• [PROBLEM STATEMENT]:
In the data below, find every line that has the string "leave", and copy it.

• [INPUT FOR THIS TASK]:
###

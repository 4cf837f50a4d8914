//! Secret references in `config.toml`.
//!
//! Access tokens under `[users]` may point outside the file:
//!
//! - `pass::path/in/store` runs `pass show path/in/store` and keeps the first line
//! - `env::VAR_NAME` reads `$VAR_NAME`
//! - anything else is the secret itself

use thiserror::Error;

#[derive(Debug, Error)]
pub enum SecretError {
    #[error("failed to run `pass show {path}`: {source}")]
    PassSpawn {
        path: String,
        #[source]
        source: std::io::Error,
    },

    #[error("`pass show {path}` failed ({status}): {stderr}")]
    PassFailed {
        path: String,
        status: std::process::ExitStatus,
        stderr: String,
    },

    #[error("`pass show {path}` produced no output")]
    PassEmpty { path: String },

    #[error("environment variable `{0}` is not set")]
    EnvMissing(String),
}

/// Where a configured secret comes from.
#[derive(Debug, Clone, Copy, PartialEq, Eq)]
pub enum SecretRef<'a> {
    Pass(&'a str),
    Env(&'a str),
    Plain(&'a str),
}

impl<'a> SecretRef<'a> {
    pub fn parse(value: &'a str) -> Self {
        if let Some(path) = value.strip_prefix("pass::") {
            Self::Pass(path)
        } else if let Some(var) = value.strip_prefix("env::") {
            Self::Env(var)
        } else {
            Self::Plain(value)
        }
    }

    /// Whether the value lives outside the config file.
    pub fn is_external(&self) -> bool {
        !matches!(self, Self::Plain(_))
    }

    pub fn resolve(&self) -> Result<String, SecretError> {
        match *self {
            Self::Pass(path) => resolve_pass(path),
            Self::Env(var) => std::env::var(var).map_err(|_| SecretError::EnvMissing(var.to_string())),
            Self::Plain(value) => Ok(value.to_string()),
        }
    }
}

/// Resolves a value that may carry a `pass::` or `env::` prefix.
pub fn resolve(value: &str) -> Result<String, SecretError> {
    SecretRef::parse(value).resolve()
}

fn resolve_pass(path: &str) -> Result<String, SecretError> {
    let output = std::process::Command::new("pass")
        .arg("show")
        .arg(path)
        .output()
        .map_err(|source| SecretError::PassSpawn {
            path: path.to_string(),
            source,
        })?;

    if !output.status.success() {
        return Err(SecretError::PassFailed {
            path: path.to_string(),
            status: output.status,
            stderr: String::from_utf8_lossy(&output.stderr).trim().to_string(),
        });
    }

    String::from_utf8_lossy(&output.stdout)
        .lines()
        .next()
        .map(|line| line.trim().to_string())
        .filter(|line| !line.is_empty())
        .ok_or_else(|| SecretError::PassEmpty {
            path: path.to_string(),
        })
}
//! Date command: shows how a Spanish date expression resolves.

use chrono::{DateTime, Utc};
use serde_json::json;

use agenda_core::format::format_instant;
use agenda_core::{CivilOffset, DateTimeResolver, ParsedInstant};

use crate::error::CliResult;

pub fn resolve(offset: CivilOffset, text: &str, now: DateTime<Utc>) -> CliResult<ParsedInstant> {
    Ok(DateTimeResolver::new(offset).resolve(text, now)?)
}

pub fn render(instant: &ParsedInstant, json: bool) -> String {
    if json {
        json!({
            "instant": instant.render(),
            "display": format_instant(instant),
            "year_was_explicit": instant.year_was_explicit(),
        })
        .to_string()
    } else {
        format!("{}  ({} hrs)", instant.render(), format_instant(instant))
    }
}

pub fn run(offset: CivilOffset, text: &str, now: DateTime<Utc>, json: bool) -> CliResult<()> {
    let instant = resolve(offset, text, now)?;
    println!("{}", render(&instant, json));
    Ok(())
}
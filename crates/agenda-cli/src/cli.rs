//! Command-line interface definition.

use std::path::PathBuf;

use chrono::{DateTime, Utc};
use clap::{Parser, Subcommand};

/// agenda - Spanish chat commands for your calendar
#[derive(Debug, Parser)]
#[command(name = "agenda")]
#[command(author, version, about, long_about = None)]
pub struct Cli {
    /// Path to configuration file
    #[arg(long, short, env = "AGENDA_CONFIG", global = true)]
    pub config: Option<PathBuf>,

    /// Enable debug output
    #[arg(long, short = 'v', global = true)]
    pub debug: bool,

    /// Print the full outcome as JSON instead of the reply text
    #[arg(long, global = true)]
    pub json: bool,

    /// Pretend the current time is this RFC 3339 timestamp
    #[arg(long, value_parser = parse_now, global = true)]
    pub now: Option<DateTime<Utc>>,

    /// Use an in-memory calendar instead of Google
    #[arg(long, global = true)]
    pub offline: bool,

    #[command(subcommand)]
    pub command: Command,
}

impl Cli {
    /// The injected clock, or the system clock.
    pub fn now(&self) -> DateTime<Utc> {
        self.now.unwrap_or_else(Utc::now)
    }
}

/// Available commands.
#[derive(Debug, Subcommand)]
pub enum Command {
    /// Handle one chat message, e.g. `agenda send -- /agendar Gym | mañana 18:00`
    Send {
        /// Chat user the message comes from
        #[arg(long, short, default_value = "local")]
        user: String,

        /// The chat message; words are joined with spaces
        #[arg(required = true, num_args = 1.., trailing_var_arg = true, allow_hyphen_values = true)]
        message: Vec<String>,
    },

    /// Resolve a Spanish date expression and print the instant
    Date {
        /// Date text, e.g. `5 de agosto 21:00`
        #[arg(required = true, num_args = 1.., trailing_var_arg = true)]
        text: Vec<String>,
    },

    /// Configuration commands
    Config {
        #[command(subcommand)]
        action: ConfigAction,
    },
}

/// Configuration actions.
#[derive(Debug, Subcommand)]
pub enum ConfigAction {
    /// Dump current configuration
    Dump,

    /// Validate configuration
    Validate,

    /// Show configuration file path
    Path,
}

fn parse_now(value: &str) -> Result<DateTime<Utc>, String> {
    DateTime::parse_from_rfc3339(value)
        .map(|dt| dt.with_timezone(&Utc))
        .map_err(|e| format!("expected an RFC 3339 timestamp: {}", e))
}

###

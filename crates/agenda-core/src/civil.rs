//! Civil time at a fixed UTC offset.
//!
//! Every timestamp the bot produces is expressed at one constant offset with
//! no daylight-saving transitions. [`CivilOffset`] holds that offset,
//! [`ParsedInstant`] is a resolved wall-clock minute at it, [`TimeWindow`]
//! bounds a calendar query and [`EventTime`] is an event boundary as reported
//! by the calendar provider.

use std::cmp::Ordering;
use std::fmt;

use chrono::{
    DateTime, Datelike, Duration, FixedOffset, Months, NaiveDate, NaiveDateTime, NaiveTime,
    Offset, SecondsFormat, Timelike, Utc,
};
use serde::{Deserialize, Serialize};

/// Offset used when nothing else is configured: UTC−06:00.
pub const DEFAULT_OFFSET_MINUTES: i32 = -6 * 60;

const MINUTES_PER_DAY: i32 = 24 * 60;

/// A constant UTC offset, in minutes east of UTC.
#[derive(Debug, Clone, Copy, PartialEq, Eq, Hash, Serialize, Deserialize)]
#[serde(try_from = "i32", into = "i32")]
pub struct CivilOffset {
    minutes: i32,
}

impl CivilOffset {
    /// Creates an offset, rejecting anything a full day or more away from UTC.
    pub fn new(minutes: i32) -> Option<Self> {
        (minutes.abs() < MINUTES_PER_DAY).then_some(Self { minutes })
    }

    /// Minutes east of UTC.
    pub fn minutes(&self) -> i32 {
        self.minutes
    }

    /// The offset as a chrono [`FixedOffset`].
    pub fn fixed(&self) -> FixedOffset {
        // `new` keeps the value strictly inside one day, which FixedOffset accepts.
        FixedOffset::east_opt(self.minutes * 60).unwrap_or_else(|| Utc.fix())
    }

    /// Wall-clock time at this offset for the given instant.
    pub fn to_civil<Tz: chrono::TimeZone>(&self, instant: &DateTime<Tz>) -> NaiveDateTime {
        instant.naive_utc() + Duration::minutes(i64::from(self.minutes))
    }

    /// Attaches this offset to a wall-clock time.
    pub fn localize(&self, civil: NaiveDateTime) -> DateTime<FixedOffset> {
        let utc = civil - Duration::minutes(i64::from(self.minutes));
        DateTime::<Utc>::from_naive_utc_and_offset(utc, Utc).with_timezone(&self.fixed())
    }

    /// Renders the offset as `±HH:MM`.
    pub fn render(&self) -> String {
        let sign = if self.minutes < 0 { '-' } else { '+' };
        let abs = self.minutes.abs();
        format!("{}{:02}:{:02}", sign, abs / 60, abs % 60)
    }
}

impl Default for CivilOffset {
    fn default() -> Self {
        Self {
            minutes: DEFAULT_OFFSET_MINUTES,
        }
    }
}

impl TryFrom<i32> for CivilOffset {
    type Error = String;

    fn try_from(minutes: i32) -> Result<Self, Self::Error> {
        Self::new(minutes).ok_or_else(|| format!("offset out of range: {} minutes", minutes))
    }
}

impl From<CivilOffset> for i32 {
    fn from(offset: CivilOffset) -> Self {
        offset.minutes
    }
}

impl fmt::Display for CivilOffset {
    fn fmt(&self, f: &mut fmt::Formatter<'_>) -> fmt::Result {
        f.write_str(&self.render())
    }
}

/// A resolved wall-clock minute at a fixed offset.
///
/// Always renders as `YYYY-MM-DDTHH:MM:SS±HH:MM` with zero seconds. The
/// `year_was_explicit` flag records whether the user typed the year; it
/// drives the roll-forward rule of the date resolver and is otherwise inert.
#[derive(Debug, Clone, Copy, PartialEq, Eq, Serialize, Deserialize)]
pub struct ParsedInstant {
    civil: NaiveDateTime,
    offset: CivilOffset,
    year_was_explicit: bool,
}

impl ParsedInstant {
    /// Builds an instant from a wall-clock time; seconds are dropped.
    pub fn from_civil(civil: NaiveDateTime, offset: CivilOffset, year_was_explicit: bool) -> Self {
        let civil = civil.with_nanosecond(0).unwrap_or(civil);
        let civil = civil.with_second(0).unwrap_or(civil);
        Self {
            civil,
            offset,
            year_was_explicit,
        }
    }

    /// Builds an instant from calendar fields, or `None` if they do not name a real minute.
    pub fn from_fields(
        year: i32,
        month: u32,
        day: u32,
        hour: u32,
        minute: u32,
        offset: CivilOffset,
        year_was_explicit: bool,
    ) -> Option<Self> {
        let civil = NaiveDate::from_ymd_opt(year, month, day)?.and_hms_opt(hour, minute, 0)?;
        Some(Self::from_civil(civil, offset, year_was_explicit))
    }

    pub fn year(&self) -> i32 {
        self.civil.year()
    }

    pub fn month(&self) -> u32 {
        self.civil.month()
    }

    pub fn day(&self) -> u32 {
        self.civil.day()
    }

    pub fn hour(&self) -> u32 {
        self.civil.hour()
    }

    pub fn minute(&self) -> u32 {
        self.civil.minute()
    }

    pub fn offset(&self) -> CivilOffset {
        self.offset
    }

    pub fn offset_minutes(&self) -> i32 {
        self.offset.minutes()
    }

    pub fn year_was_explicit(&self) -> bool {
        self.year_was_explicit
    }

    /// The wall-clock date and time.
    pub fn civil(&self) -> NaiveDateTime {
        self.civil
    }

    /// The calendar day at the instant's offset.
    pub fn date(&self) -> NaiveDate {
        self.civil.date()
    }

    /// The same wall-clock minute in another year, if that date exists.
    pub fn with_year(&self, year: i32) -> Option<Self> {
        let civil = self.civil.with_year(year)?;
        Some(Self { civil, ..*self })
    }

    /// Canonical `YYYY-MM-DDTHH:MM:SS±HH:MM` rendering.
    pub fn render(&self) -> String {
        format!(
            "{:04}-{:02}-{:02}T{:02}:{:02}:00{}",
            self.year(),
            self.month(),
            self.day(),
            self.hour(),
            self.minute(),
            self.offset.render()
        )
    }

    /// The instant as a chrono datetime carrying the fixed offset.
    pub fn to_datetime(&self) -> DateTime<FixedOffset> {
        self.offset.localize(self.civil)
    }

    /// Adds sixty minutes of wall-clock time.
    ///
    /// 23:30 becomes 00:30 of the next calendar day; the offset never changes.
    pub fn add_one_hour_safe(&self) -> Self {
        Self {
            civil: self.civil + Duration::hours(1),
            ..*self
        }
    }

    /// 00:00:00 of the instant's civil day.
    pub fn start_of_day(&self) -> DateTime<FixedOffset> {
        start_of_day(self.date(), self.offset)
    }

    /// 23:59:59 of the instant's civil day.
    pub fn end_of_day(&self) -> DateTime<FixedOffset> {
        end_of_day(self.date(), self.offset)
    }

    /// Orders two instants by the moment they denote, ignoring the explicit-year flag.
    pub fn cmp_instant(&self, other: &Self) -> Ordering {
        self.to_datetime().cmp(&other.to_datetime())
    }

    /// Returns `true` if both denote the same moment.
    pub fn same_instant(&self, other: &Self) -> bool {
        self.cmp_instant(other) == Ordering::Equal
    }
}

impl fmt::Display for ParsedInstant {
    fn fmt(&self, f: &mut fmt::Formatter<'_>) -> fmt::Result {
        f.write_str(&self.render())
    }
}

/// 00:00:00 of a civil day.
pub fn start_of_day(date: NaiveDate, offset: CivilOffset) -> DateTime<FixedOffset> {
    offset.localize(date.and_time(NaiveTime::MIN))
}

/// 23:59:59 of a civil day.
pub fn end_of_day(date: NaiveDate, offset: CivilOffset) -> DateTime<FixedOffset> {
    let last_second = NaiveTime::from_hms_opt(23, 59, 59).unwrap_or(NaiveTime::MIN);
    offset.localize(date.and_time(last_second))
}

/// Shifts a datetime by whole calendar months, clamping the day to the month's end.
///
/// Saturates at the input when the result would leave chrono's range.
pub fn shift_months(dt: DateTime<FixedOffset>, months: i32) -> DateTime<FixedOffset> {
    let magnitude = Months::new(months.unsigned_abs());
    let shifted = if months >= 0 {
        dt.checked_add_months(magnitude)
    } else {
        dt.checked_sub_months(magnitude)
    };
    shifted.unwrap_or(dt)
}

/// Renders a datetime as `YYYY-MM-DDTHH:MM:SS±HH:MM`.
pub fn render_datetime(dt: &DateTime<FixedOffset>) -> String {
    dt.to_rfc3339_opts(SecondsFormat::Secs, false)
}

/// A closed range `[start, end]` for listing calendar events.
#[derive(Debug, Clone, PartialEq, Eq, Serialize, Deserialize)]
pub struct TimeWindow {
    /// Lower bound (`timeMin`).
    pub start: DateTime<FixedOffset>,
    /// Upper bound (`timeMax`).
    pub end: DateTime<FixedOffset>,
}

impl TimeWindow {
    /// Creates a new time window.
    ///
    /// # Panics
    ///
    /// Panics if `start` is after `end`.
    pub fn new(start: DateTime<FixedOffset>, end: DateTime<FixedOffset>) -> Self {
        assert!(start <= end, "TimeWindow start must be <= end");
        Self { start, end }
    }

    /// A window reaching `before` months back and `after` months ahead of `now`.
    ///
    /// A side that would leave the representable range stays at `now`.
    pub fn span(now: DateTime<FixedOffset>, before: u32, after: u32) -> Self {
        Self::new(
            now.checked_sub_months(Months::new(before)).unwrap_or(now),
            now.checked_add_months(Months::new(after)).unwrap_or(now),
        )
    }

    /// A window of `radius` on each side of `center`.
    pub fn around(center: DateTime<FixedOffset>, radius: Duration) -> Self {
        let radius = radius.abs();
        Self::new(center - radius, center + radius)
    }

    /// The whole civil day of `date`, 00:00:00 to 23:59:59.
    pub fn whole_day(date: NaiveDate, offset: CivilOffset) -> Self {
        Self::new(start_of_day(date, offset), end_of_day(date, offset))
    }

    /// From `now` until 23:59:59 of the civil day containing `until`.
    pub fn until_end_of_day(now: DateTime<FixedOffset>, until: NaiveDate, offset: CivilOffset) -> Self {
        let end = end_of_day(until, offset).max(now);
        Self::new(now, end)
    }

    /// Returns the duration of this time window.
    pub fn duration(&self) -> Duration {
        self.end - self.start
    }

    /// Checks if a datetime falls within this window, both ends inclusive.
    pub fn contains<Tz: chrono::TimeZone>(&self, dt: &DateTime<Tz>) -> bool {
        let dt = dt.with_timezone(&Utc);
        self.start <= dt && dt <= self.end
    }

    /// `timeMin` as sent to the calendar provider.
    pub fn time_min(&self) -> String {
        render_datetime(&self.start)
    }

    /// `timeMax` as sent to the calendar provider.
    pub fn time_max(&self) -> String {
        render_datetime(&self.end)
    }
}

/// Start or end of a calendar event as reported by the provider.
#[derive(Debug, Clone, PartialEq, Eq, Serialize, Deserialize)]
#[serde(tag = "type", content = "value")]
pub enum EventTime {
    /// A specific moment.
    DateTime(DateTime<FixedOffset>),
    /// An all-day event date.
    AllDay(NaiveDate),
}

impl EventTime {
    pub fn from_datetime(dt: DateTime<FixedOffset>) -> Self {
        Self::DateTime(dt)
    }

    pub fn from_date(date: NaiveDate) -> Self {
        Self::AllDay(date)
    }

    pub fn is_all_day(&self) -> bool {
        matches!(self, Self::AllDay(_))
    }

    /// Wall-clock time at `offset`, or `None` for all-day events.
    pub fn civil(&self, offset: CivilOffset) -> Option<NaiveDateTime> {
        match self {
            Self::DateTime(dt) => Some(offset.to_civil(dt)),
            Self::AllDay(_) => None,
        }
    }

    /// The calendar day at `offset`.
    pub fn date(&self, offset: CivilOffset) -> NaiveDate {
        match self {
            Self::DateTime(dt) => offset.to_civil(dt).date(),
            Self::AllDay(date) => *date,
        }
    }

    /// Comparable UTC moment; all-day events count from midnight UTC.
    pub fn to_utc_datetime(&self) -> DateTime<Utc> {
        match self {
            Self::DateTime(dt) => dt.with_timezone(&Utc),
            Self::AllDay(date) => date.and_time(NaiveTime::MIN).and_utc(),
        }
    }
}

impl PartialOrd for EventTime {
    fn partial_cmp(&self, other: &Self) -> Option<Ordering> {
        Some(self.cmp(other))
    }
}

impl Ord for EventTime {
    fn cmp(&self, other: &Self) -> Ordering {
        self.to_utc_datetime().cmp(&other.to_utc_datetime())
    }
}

###

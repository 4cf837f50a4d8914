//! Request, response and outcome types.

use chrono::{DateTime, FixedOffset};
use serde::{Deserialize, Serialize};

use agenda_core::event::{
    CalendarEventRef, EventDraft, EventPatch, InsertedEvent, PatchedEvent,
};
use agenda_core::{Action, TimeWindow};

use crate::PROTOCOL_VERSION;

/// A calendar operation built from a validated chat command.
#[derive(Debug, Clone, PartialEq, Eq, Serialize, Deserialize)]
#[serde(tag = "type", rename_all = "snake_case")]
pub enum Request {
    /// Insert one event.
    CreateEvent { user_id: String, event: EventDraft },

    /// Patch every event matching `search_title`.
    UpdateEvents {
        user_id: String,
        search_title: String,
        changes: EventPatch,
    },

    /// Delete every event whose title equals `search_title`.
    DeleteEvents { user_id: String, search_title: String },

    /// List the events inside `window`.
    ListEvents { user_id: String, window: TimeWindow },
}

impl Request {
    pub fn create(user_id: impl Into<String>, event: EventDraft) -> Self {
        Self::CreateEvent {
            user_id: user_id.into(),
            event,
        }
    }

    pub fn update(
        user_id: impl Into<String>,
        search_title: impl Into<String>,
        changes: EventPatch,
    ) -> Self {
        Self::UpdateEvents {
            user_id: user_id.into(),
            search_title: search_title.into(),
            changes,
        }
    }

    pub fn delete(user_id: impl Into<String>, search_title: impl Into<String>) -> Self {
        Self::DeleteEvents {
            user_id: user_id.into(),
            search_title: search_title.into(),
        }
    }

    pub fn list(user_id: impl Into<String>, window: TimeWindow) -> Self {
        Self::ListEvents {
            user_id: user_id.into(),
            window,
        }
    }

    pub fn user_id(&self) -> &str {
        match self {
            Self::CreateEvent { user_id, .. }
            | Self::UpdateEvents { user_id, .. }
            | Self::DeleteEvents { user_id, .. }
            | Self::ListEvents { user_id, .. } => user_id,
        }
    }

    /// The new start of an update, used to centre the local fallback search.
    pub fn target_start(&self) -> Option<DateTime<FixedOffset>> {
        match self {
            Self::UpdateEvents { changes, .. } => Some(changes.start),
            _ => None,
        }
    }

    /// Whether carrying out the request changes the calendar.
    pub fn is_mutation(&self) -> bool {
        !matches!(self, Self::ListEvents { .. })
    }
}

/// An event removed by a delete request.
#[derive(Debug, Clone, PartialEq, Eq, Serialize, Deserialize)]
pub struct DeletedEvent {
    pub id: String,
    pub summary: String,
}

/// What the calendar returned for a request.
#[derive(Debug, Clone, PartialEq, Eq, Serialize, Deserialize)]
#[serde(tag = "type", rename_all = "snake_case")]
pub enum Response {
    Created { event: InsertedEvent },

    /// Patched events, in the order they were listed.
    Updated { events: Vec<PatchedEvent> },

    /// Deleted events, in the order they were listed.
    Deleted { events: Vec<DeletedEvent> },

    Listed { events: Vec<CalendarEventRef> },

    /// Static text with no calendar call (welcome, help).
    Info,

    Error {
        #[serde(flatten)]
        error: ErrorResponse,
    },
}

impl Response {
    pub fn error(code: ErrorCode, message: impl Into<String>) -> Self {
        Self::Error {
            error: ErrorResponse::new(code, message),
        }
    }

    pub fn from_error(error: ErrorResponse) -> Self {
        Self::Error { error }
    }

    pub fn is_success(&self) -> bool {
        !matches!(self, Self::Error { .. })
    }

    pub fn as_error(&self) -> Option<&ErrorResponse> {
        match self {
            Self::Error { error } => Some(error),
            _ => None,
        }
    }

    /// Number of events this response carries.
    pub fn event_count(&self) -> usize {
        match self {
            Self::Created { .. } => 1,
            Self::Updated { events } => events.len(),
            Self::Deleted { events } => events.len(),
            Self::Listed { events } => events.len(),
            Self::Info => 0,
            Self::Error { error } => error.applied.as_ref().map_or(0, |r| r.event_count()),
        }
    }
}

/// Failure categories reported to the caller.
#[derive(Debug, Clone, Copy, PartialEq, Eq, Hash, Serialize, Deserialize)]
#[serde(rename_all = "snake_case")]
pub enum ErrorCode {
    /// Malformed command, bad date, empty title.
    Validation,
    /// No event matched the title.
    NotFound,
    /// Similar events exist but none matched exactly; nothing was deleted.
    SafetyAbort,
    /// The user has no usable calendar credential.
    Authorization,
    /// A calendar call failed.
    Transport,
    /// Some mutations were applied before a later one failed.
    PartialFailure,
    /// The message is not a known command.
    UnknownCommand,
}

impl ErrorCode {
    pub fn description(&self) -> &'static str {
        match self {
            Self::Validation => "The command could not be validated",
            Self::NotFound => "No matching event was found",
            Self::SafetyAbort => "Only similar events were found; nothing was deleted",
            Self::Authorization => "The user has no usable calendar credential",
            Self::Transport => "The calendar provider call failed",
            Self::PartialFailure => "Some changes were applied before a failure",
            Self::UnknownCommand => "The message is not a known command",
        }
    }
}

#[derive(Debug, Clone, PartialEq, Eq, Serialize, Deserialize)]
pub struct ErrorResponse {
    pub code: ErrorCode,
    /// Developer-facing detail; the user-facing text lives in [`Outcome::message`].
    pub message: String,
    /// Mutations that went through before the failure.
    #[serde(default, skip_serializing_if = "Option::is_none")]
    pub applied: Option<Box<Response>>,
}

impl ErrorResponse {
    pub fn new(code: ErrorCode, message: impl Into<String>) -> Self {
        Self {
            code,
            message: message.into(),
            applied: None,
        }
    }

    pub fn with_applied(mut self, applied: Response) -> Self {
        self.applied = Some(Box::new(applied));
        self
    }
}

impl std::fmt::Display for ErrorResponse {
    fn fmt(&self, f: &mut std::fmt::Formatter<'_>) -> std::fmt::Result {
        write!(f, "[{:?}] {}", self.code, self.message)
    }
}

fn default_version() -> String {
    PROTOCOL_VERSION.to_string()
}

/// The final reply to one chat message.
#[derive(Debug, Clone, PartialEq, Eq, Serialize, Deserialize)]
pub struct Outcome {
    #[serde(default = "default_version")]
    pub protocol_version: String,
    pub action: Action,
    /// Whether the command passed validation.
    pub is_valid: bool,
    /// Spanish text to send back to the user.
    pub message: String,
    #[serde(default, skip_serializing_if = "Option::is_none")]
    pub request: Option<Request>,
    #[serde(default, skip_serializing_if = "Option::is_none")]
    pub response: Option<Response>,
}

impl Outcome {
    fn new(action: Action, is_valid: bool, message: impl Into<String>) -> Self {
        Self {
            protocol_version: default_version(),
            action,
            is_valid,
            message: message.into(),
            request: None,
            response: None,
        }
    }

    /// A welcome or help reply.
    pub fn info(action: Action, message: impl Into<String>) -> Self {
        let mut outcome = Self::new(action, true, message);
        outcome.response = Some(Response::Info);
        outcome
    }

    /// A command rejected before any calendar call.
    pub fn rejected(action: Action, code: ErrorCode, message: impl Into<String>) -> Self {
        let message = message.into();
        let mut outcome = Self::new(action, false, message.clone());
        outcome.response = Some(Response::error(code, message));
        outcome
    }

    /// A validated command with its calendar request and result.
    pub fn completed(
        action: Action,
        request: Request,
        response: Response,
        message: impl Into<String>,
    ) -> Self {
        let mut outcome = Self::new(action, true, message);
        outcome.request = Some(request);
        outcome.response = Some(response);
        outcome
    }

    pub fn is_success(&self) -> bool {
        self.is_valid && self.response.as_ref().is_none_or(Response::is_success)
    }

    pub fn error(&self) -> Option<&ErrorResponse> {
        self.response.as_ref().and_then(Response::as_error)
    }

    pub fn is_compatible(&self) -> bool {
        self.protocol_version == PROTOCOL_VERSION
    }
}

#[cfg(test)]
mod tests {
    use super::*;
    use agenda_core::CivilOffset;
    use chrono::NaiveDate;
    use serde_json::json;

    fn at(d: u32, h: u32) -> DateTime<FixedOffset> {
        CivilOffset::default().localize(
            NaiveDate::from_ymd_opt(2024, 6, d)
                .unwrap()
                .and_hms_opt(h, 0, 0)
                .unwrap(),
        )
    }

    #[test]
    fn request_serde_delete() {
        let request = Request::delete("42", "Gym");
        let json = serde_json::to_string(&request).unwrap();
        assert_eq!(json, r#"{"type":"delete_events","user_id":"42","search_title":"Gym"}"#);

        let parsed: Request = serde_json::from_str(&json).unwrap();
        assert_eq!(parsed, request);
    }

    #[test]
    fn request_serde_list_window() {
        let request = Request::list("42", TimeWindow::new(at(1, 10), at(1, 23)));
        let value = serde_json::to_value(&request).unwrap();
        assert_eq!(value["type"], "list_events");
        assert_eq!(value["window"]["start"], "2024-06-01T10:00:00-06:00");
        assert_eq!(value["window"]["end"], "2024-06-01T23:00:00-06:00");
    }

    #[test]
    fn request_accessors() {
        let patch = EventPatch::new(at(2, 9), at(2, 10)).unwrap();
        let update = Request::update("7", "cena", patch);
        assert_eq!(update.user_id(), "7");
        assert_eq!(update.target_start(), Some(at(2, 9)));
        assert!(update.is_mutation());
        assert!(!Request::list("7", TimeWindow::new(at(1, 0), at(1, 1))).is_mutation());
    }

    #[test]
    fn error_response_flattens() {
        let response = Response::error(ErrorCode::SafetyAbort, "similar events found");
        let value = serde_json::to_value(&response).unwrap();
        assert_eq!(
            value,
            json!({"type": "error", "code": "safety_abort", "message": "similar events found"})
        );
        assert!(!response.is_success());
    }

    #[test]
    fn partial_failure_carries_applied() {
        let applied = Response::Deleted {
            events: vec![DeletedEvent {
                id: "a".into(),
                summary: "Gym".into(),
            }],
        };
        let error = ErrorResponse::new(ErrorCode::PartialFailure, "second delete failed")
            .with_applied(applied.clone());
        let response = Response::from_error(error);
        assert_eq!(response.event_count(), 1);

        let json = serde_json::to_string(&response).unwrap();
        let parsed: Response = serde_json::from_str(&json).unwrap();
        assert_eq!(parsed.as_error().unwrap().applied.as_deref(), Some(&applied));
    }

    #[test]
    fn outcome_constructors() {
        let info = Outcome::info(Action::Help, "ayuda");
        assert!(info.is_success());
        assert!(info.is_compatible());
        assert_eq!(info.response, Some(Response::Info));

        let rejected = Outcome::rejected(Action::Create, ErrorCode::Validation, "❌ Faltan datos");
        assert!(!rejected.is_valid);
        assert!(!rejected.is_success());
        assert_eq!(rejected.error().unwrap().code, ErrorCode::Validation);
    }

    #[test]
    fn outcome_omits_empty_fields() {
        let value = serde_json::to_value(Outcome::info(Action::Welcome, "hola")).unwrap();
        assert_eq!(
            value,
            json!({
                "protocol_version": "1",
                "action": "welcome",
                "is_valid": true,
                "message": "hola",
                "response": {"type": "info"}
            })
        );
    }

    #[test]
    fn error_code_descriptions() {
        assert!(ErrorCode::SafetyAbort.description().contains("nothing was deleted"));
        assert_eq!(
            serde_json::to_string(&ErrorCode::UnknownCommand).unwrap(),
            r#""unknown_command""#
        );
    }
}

###

• [RESULT FOR THIS EXERCISE]:
/// Saturates at the input when the result would leave chrono's range.
    /// A side that would leave the representable range stays at `now`.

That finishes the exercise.